30. X tells Garrison in JFK, “Many strange things were happening on November 22nd. At 12:34 p.m., the entire telephone system went dead in Washington [D.C.] for a solid hour…to keep the wrong stories from spreading if anything went wrong with the [assassination] plan.” But the entire telephone system did not go out for an entire hour in Washington, D.C. As author William Manchester writes in The Death of a President, there was such a mass of phone calls being made in Washington (and, of course, elsewhere) immediately after the assassination that the phone circuits were overloaded. “Lines would go dead, return to normal when a sufficient number of people had hung up, and go dead again and return to life, over and over. The pattern was repeated throughout the country.”282* But this wasn’t true with all lines in the D.C. area. In a January 1992 interview of Oliver Stone by Sam Donaldson on ABC’s Prime Time, Donaldson told Stone, “I made a dozen calls during that time from the Capitol to the White House and elsewhere in Washington. The telephone system wasn’t out.” Whereupon Stone replied, “I’ll have to look into that.” So contrary to what Stone told his audience, there was no blackout for an hour in the nation’s capital, and no one, other than Oliver Stone and some conspiracy theorists, has ever said that there was.
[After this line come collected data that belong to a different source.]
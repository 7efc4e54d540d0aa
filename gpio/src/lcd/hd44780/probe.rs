//! Decodes a [SimIoSpace](crate::sim::SimIoSpace) timeline into what the controller saw.
//!
//! The controller latches the data lines and RS on the falling edge of E. [BusProbe] replays the
//! recorded port writes and emits a [BusEvent::Nibble] at each such edge.

use crate::lcd::hd44780::pins::PinMap;
use crate::port::{PinBinding, PortId};
use crate::sim::SimEvent;
use crate::{LcdError, LcdResult};
use std::fmt::{Display, Formatter};

#[derive(Copy, Clone, Debug, Eq, PartialEq)]
pub enum BusEvent {
    /// A nibble was latched. `data` is the RS level.
    Nibble { data: bool, value: u8 },
    Delay { ns: u32 },
}

/// A complete byte transfer.
#[derive(Copy, Clone, Debug, Eq, PartialEq)]
pub enum Transfer {
    Command(u8),
    Data(u8),
}

impl Display for Transfer {
    fn fmt(&self, f: &mut Formatter<'_>) -> std::fmt::Result {
        match self {
            Transfer::Command(command) => write!(f, "CMD  {:#04x} ({:08b})", command, command),
            Transfer::Data(data) if data.is_ascii_graphic() || *data == b' ' => {
                write!(f, "DATA {:#04x} '{}'", data, *data as char)
            }
            Transfer::Data(data) => write!(f, "DATA {:#04x}", data),
        }
    }
}

#[derive(Copy, Clone, Debug)]
pub struct BusProbe {
    pins: PinMap,
}

impl BusProbe {
    /// Nibbles latched by the bring-up sequence before the controller is in 4-bit mode.
    pub const BOOTSTRAP_NIBBLES: usize = 4;

    pub fn new(pins: PinMap) -> Self {
        BusProbe { pins }
    }

    /// Replays `timeline`. Port latches and E are assumed low before the first event.
    pub fn decode(&self, timeline: &[SimEvent]) -> Vec<BusEvent> {
        let mut latches = [0u8; PortId::ALL.len()];
        let mut events = Vec::new();

        for event in timeline {
            match *event {
                SimEvent::Delay { ns } => events.push(BusEvent::Delay { ns }),
                SimEvent::Write { address, value } => {
                    let Some(port) = PortId::ALL
                        .into_iter()
                        .find(|port| port.port_address() == address)
                    else {
                        continue;
                    };

                    let e_was_high = self.level(&latches, self.pins.e);
                    latches[port.index()] = value;
                    if e_was_high && !self.level(&latches, self.pins.e) {
                        events.push(BusEvent::Nibble {
                            data: self.level(&latches, self.pins.rs),
                            value: self.nibble(&latches),
                        });
                    }
                }
            }
        }

        events
    }

    /// Gets every latched nibble as `(rs, value)`.
    pub fn nibbles(&self, timeline: &[SimEvent]) -> Vec<(bool, u8)> {
        self.decode(timeline)
            .into_iter()
            .filter_map(|event| match event {
                BusEvent::Nibble { data, value } => Some((data, value)),
                BusEvent::Delay { .. } => None,
            })
            .collect()
    }

    /// Pairs the latched nibbles of `timeline` into bytes. See [BusProbe::pair].
    pub fn transfers(&self, timeline: &[SimEvent]) -> LcdResult<Vec<Transfer>> {
        Self::pair(&self.nibbles(timeline))
    }

    /// Pairs nibbles into bytes, high nibble first.
    ///
    /// Only meaningful after the 4-bit switch of the bring-up sequence, which latches
    /// [BusProbe::BOOTSTRAP_NIBBLES] single nibbles.
    ///
    /// # Errors
    /// - `LcdError::Other` if a nibble is left over or the two halves of a byte disagree on RS.
    pub fn pair(nibbles: &[(bool, u8)]) -> LcdResult<Vec<Transfer>> {
        if nibbles.len() % 2 != 0 {
            return Err(LcdError::Other(format!(
                "{} nibbles don't pair into bytes",
                nibbles.len()
            )));
        }

        nibbles
            .chunks_exact(2)
            .map(|pair| {
                let [(rs_high, high), (rs_low, low)] = [pair[0], pair[1]];
                if rs_high != rs_low {
                    return Err(LcdError::Other("RS changed within a byte".to_string()));
                }
                let byte = (high << 4) | low;
                Ok(if rs_high {
                    Transfer::Data(byte)
                } else {
                    Transfer::Command(byte)
                })
            })
            .collect()
    }

    fn level(&self, latches: &[u8], pin: PinBinding) -> bool {
        latches[pin.port.index()] & pin.mask() != 0
    }

    fn nibble(&self, latches: &[u8]) -> u8 {
        self.pins
            .data
            .iter()
            .enumerate()
            .filter(|(_, pin)| self.level(latches, **pin))
            .fold(0, |nibble, (i, _)| nibble | (1 << i))
    }
}

#[cfg(test)]
mod tests {
    use super::*;
    use crate::lcd::hd44780::pins::LCD_KEYPAD_SHIELD;

    const PORTH: u16 = 0x102;
    const PORTE: u16 = 0x2E;
    const PORTG: u16 = 0x34;

    fn write(address: u16, value: u8) -> SimEvent {
        SimEvent::Write { address, value }
    }

    #[test]
    fn latches_on_falling_edge_only() {
        let probe = BusProbe::new(LCD_KEYPAD_SHIELD);
        let timeline = [
            // RS high, DB6 + DB7 (H3, H4), DB4 (G5)
            write(PORTH, 0b0011_1000),
            write(PORTG, 0b0010_0000),
            write(PORTH, 0b0111_1000),
            SimEvent::Delay { ns: 250 },
            write(PORTH, 0b0011_1000),
            // Unrelated register
            write(0xB3, 0xFF),
        ];

        assert_eq!(
            probe.decode(&timeline),
            vec![
                BusEvent::Delay { ns: 250 },
                BusEvent::Nibble {
                    data: true,
                    value: 0b1101
                },
            ]
        );
    }

    #[test]
    fn transfers_pair_nibbles() {
        let probe = BusProbe::new(LCD_KEYPAD_SHIELD);
        // 0x41 as data: high nibble 0100 (DB6 = H3), low nibble 0001 (DB4 = G5)
        let timeline = [
            write(PORTH, 0b0010_1000),
            write(PORTH, 0b0110_1000),
            write(PORTH, 0b0010_1000),
            write(PORTH, 0b0010_0000),
            write(PORTG, 0b0010_0000),
            write(PORTH, 0b0110_0000),
            write(PORTH, 0b0010_0000),
        ];

        assert_eq!(probe.transfers(&timeline), Ok(vec![Transfer::Data(b'A')]));
        assert_eq!(Transfer::Data(b'A').to_string(), "DATA 0x41 'A'");
        assert_eq!(Transfer::Command(0x0C).to_string(), "CMD  0x0c (00001100)");
    }

    #[test]
    fn odd_nibbles_dont_pair() {
        let probe = BusProbe::new(LCD_KEYPAD_SHIELD);
        let timeline = [
            write(PORTE, 0b0000_1000),
            write(PORTH, 0b0100_0000),
            write(PORTH, 0b0000_0000),
        ];

        assert_eq!(probe.nibbles(&timeline), vec![(false, 0b0010)]);
        assert!(probe.transfers(&timeline).is_err());
    }

    #[test]
    fn rs_must_match_within_a_byte() {
        assert!(BusProbe::pair(&[(true, 0x4), (false, 0x1)]).is_err());
        assert_eq!(
            BusProbe::pair(&[(false, 0x0), (false, 0x1)]),
            Ok(vec![Transfer::Command(0x01)])
        );
    }
}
But telephone lines in New York City did go out for awhile. Per the New York Times, news of the president’s murder “spread quickly” and so many “hundreds of thousands [of people] reached for so many telephones that the system blacked out and operators had to refuse calls.”283 Likewise in Boston. Per the Boston Globe, “Boston’s telephone communications were virtually paralyzed. Switchboards at newspapers, radio and television stations were clogged…Many waited 20 minutes to get a dial tone because of the overload.”284
31. In JFK, Garrison tells his staff that “when Oswald went to Russia, he was not a real defector. He was an intelligence agent on some kind of mission for our government, and remained one until the day he died.” As further evidence for his audience that Oswald was a U.S. intelligence agent, one of Garrison’s assistants tells him that when Oswald wanted to return to the United States, “the State Department issued Oswald a passport within forty-eight hours.” Garrison: “Did Marina have any trouble getting out of Russia?” “No, none, either,” she says. We know that both of these statements are absolutely untrue, Oswald and Marina struggling with bureaucratic red tape for several months before their applications were approved by the Soviets.285
But Stone wasn’t satisfied with these falsehoods. He wanted more groups involved in the assassination. Remarkably, to show Oswald’s connection with the KGB, Garrison’s assistant tells him in the movie that when Oswald first arrived in Russia, he “disappears for six weeks, presumably with the KGB,” and when he reappears in Minsk, he is given “royal treatment,” living “high-on-the-hog” with a good apartment and five thousand rubles per month. Garrison responds that this had to be because he gave the Soviets radar secrets that they used to shoot down U-2 pilot Gary Powers.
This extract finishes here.